Wednesday, April 9, 2008

update

I'm not weighing myself anymore, I haven't in about a month. Its kind of hard to believe since its been years since I've gone more than a week without weighing in.

I've been a little tummy-sick since getting back from the honeymoon. Yesterday morning I ran a nice hilly two-mile loop but the last quarter-mile was terrible, because I had nausea and stomach cramps. I thought for sure I was going to vomit (or worse) but somehow I made it home.

This morning I cleaned the kitchen and walked my dog instead of running. My house is a total wreck. My in-laws stayed with us the week preceding the wedding and, well, let's just say there's alot to do in the wake of them, the wedding preparations, and then giant piles of presents and luggage descending immediately after the honeymoon didn't help either. Its so crazy at home that I can hardly stand it, and I am by no means a neat freak.

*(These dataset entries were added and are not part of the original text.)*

use thiserror::Error;

#[derive(Debug, Error)]
pub enum DataError {
    #[error("invalid key '{0}': must be lowercase alphanumeric with underscores, starting with a letter")]
    InvalidKey(String),

    #[error("asset already exists: {0}")]
    AssetExists(String),

    #[error("asset not found: {0}")]
    AssetNotFound(String),

    #[error("asset '{asset}' depends on unknown asset '{dependency}'")]
    UnknownDependency { asset: String, dependency: String },

    #[error("dependency cycle involving: {0}")]
    CycleDetected(String),

    #[error("job already exists: {0}")]
    JobExists(String),

    #[error("job not found: {0}")]
    JobNotFound(String),

    #[error("job '{job}' selects unknown asset '{asset}'")]
    UnknownSelection { job: String, asset: String },

    #[error("schedule already exists: {0}")]
    ScheduleExists(String),

    #[error("invalid cron expression '{expr}': {reason}")]
    InvalidCron { expr: String, reason: String },

    #[error("asset '{asset}' is missing input '{input}'")]
    MissingInput { asset: String, input: String },

    #[error("asset '{asset}' received malformed input '{input}': {reason}")]
    MalformedInput {
        asset: String,
        input: String,
        reason: String,
    },

    #[error(transparent)]
    Json(#[from] serde_json::Error),
}

pub type Result<T> = std::result::Result<T, DataError>;
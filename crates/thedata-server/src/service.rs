//! Connection lifecycle and liveness for the service.
//!
//! Transitions: `Uninitialized → Connecting → Connected → Closed`, or
//! `Connecting → ConnectFailed` if the startup attempt fails.
//!
//! [`ServiceContext::startup`] is the only writer before the HTTP server
//! starts and [`ServiceContext::shutdown`] the only writer after it stops;
//! probes in between only read.

use crate::broker::{BrokerConnection, BrokerConnector};
use crate::config::ServiceConfig;
use crate::error::ServiceError;
use serde::Serialize;
use std::fmt;
use std::sync::Arc;
use tokio::sync::RwLock;

#[derive(Debug, Clone, Copy, PartialEq, Eq, Serialize)]
#[serde(rename_all = "snake_case")]
pub enum LifecycleState {
    Uninitialized,
    Connecting,
    Connected,
    Closed,
    ConnectFailed,
}

impl LifecycleState {
    pub fn as_str(self) -> &'static str {
        match self {
            Self::Uninitialized => "uninitialized",
            Self::Connecting => "connecting",
            Self::Connected => "connected",
            Self::Closed => "closed",
            Self::ConnectFailed => "connect_failed",
        }
    }
}

impl fmt::Display for LifecycleState {
    fn fmt(&self, f: &mut fmt::Formatter<'_>) -> fmt::Result {
        f.write_str(self.as_str())
    }
}

/// Outcome of a liveness probe.
#[derive(Debug, Clone, Copy, PartialEq, Eq)]
pub enum Liveness {
    Healthy,
    Unhealthy {
        state: LifecycleState,
        broker_connected: bool,
    },
}

impl Liveness {
    pub fn is_healthy(&self) -> bool {
        matches!(self, Self::Healthy)
    }
}

struct Inner {
    state: LifecycleState,
    connection: Option<Arc<dyn BrokerConnection>>,
}

/// Owns the service's single broker connection.
pub struct ServiceContext {
    config: ServiceConfig,
    connector: Arc<dyn BrokerConnector>,
    inner: RwLock<Inner>,
}

impl ServiceContext {
    pub fn new(config: ServiceConfig, connector: Arc<dyn BrokerConnector>) -> Self {
        Self {
            config,
            connector,
            inner: RwLock::new(Inner {
                state: LifecycleState::Uninitialized,
                connection: None,
            }),
        }
    }

    pub fn config(&self) -> &ServiceConfig {
        &self.config
    }

    pub async fn state(&self) -> LifecycleState {
        self.inner.read().await.state
    }

    /// Open the broker connection. Fails if the broker cannot be reached or
    /// if startup already ran; a failure is terminal for this context.
    pub async fn startup(&self) -> Result<(), ServiceError> {
        {
            let mut inner = self.inner.write().await;
            if inner.state != LifecycleState::Uninitialized {
                return Err(ServiceError::AlreadyStarted(inner.state));
            }
            inner.state = LifecycleState::Connecting;
        }

        // The lock is released while connecting so probes answer at once.
        tracing::info!(url = %self.config.nats_url, "connecting to NATS");
        let result = self.connector.connect(&self.config).await;

        let mut inner = self.inner.write().await;
        match result {
            Ok(connection) => {
                inner.connection = Some(connection);
                inner.state = LifecycleState::Connected;
                tracing::info!("Successfully connected to NATS");
                Ok(())
            }
            Err(e) => {
                inner.state = LifecycleState::ConnectFailed;
                tracing::error!("Failed to connect to NATS: {e}");
                Err(e)
            }
        }
    }

    /// Release the broker connection if one is held. Without a connection
    /// this does nothing.
    pub async fn shutdown(&self) {
        let connection = {
            let mut inner = self.inner.write().await;
            let taken = inner.connection.take();
            if taken.is_some() {
                inner.state = LifecycleState::Closed;
            }
            taken
        };

        let Some(connection) = connection else {
            tracing::debug!("no NATS connection to close");
            return;
        };

        if let Err(e) = connection.close().await {
            tracing::warn!("error while closing NATS connection: {e}");
        }
        drop(connection);
        tracing::info!("Closed NATS connection");
    }

    /// Healthy only while a connection is held and reports connected. Never
    /// reconnects.
    pub async fn probe(&self) -> Liveness {
        let inner = self.inner.read().await;
        let broker_connected = inner
            .connection
            .as_ref()
            .is_some_and(|c| c.is_connected());
        if broker_connected {
            Liveness::Healthy
        } else {
            Liveness::Unhealthy {
                state: inner.state,
                broker_connected,
            }
        }
    }
}

// ---------------------------------------------------------------------------
// Tests
// ---------------------------------------------------------------------------

#[cfg(test)]
mod tests {
    use super::*;
    use async_trait::async_trait;
    use std::sync::atomic::{AtomicBool, AtomicUsize, Ordering};

    struct FakeConnection {
        connected: Arc<AtomicBool>,
        closes: Arc<AtomicUsize>,
    }

    #[async_trait]
    impl BrokerConnection for FakeConnection {
        fn is_connected(&self) -> bool {
            self.connected.load(Ordering::SeqCst)
        }

        async fn close(&self) -> Result<(), ServiceError> {
            self.closes.fetch_add(1, Ordering::SeqCst);
            self.connected.store(false, Ordering::SeqCst);
            Ok(())
        }
    }

    #[derive(Default)]
    struct FakeConnector {
        fail: bool,
        connected: Arc<AtomicBool>,
        closes: Arc<AtomicUsize>,
        attempts: AtomicUsize,
    }

    #[async_trait]
    impl BrokerConnector for FakeConnector {
        async fn connect(
            &self,
            config: &ServiceConfig,
        ) -> Result<Arc<dyn BrokerConnection>, ServiceError> {
            self.attempts.fetch_add(1, Ordering::SeqCst);
            if self.fail {
                return Err(ServiceError::BrokerConnect {
                    url: config.nats_url.clone(),
                    reason: "connection refused".into(),
                });
            }
            self.connected.store(true, Ordering::SeqCst);
            Ok(Arc::new(FakeConnection {
                connected: self.connected.clone(),
                closes: self.closes.clone(),
            }))
        }
    }

    fn context(connector: Arc<FakeConnector>) -> ServiceContext {
        ServiceContext::new(ServiceConfig::default(), connector)
    }

    #[tokio::test]
    async fn unhealthy_before_startup() {
        let ctx = context(Arc::new(FakeConnector::default()));
        assert_eq!(
            ctx.probe().await,
            Liveness::Unhealthy {
                state: LifecycleState::Uninitialized,
                broker_connected: false,
            }
        );
    }

    #[tokio::test]
    async fn healthy_iff_connection_reports_connected() {
        let connector = Arc::new(FakeConnector::default());
        let ctx = context(connector.clone());
        ctx.startup().await.unwrap();
        assert_eq!(ctx.state().await, LifecycleState::Connected);
        assert!(ctx.probe().await.is_healthy());

        connector.connected.store(false, Ordering::SeqCst);
        assert_eq!(
            ctx.probe().await,
            Liveness::Unhealthy {
                state: LifecycleState::Connected,
                broker_connected: false,
            }
        );

        // Probing never reconnects.
        assert_eq!(connector.attempts.load(Ordering::SeqCst), 1);

        connector.connected.store(true, Ordering::SeqCst);
        assert!(ctx.probe().await.is_healthy());
    }

    #[tokio::test]
    async fn unhealthy_after_shutdown() {
        let connector = Arc::new(FakeConnector::default());
        let ctx = context(connector.clone());
        ctx.startup().await.unwrap();
        ctx.shutdown().await;

        assert_eq!(ctx.state().await, LifecycleState::Closed);
        assert_eq!(connector.closes.load(Ordering::SeqCst), 1);
        // Even if the broker flag flips back, no handle is held any more.
        connector.connected.store(true, Ordering::SeqCst);
        assert!(!ctx.probe().await.is_healthy());
    }

    #[tokio::test]
    async fn shutdown_without_connection_is_noop() {
        let connector = Arc::new(FakeConnector::default());
        let ctx = context(connector.clone());
        ctx.shutdown().await;
        assert_eq!(ctx.state().await, LifecycleState::Uninitialized);

        ctx.startup().await.unwrap();
        ctx.shutdown().await;
        ctx.shutdown().await;
        assert_eq!(ctx.state().await, LifecycleState::Closed);
        assert_eq!(connector.closes.load(Ordering::SeqCst), 1);
    }

    #[tokio::test]
    async fn failed_startup_is_terminal() {
        let connector = Arc::new(FakeConnector {
            fail: true,
            ..FakeConnector::default()
        });
        let ctx = context(connector.clone());

        let err = ctx.startup().await.unwrap_err();
        assert!(matches!(err, ServiceError::BrokerConnect { .. }));
        assert_eq!(ctx.state().await, LifecycleState::ConnectFailed);
        assert!(!ctx.probe().await.is_healthy());

        let err = ctx.startup().await.unwrap_err();
        assert!(matches!(
            err,
            ServiceError::AlreadyStarted(LifecycleState::ConnectFailed)
        ));
        assert_eq!(connector.attempts.load(Ordering::SeqCst), 1);
    }

    #[tokio::test]
    async fn second_startup_keeps_single_connection() {
        let connector = Arc::new(FakeConnector::default());
        let ctx = context(connector.clone());
        ctx.startup().await.unwrap();
        assert!(matches!(
            ctx.startup().await,
            Err(ServiceError::AlreadyStarted(LifecycleState::Connected))
        ));
        assert_eq!(connector.attempts.load(Ordering::SeqCst), 1);
        assert!(ctx.probe().await.is_healthy());
    }

    #[tokio::test]
    async fn concurrent_probes_agree() {
        let ctx = Arc::new(context(Arc::new(FakeConnector::default())));
        ctx.startup().await.unwrap();

        let handles: Vec<_> = (0..16)
            .map(|_| {
                let ctx = ctx.clone();
                tokio::spawn(async move { ctx.probe().await })
            })
            .collect();
        for handle in handles {
            assert!(handle.await.unwrap().is_healthy());
        }
    }
}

One strange thing has happened: when I was in New Zealand, the last hotel we stayed at (three days) had a breakfast buffet with locally made, fresh yogurt. It was unsweetened but surprisingly good. Since we got back, I decided to buy a container of my favorite yogurt, Stonyfield's lowfat, and instead of sweetening it with Splenda and vanilla like I normally would, I left it plain. I've been adding to it my normal fresh raspberries and granola (Kashi) and lo and behold-- I don't even miss the sweet!

I had that for breakfast. For lunch, two cups of leftover pasta (gemelli, lowfat alfredo sauce, peas, pancetta) and two cups of watermelon chunks. Now, granted, the watermelon chunks are kinda "wet" but since they weren't juice, I would guess they don't break any band rules. But I totally ate FOUR CUPS of lunch today. With a band at full fill. Seriously. And I will almost certainly be hungry in midafternoon for a snack.

I'm almost back to normal on my sleep schedule, too, which will help some with the appetite. But lord, I don't know if the diahrrea or what, I have been very hungry since I got back from the honeymoon.

Sunday, April 6, 2008

i'm back

Wow, I can't believe I haven't posted since February. March was a busy month for me. We got married on the 22nd of March. Just got back from the honeymoon this weekend and I've been jetlagged. Thanks for worrying after me, Sarah.

Well, where am I with my band?

I can't say for sure. I had debiltating amounts of anxiety in the weeks leading up to the wedding. I had a crisis of self-esteem and I asked my now-husband to hide the scale, which he did. I bought a book called Intuitive Eating, recommended to me by someone that is decidedly anti-diet. I read it in those last few weeks, trying really hard to give myself some way to not hate my body. Some way to not feel disgusting and fat in my wedding dress, ashamed of myself and burdened by it. I didn't even really try to do what they suggested, beyond telling myself I am not bad, deficient, unlovable as a person because of what I do or don't eat. I didn't really try to eat intuitively or give up on the band, I just tried to stop hurting myself.

I'm not going to say it "worked," because I felt conflicted the whole day, and still do. Some parts I really enjoyed. Others-- for example, being photographed and then having to look at those photos later-- were excruciating for me. I am still deeply ashamed of myself for how fat I am in that wedding dress. I didn't want it to be like that. I really got my hopes up after the band and engagement, thinking I would roll down the aisle much thinner than that. But I still have good memories, happy feelings. They are just, unfortunately, mixed with the bad.

I don't know what to do about the band. M and I discussed it some while we were away on the honeymoon (two amazing weeks in Fiji and New Zealand). His suggestions inluded: go back to Dr. Ortiz, join the Emory support group, find a local therapist/psychologist/psychiatrist to work through some of my emotional food issues, reread the book and give the Intuitive Eating method a for-serious try. I have no idea what I am going to do next. I am too tired to think about it.

Well, that's not true. Tomorrow morning I am going to get up and run. I am going to walk my dog. I am going to shower, and go back to work for the first time in three weeks. I am going to eat when I am hungry and tell myself that its perfectly fine. That I am a lovable, worthwhile person at a size 16/18. After that I am not sure yet. I just really want to get to a place where I am free of the self-loathing, where I can accept my body. I had hoped I could do those things just by losing the weight I want to lose. But it doesn't look like that is going to happen.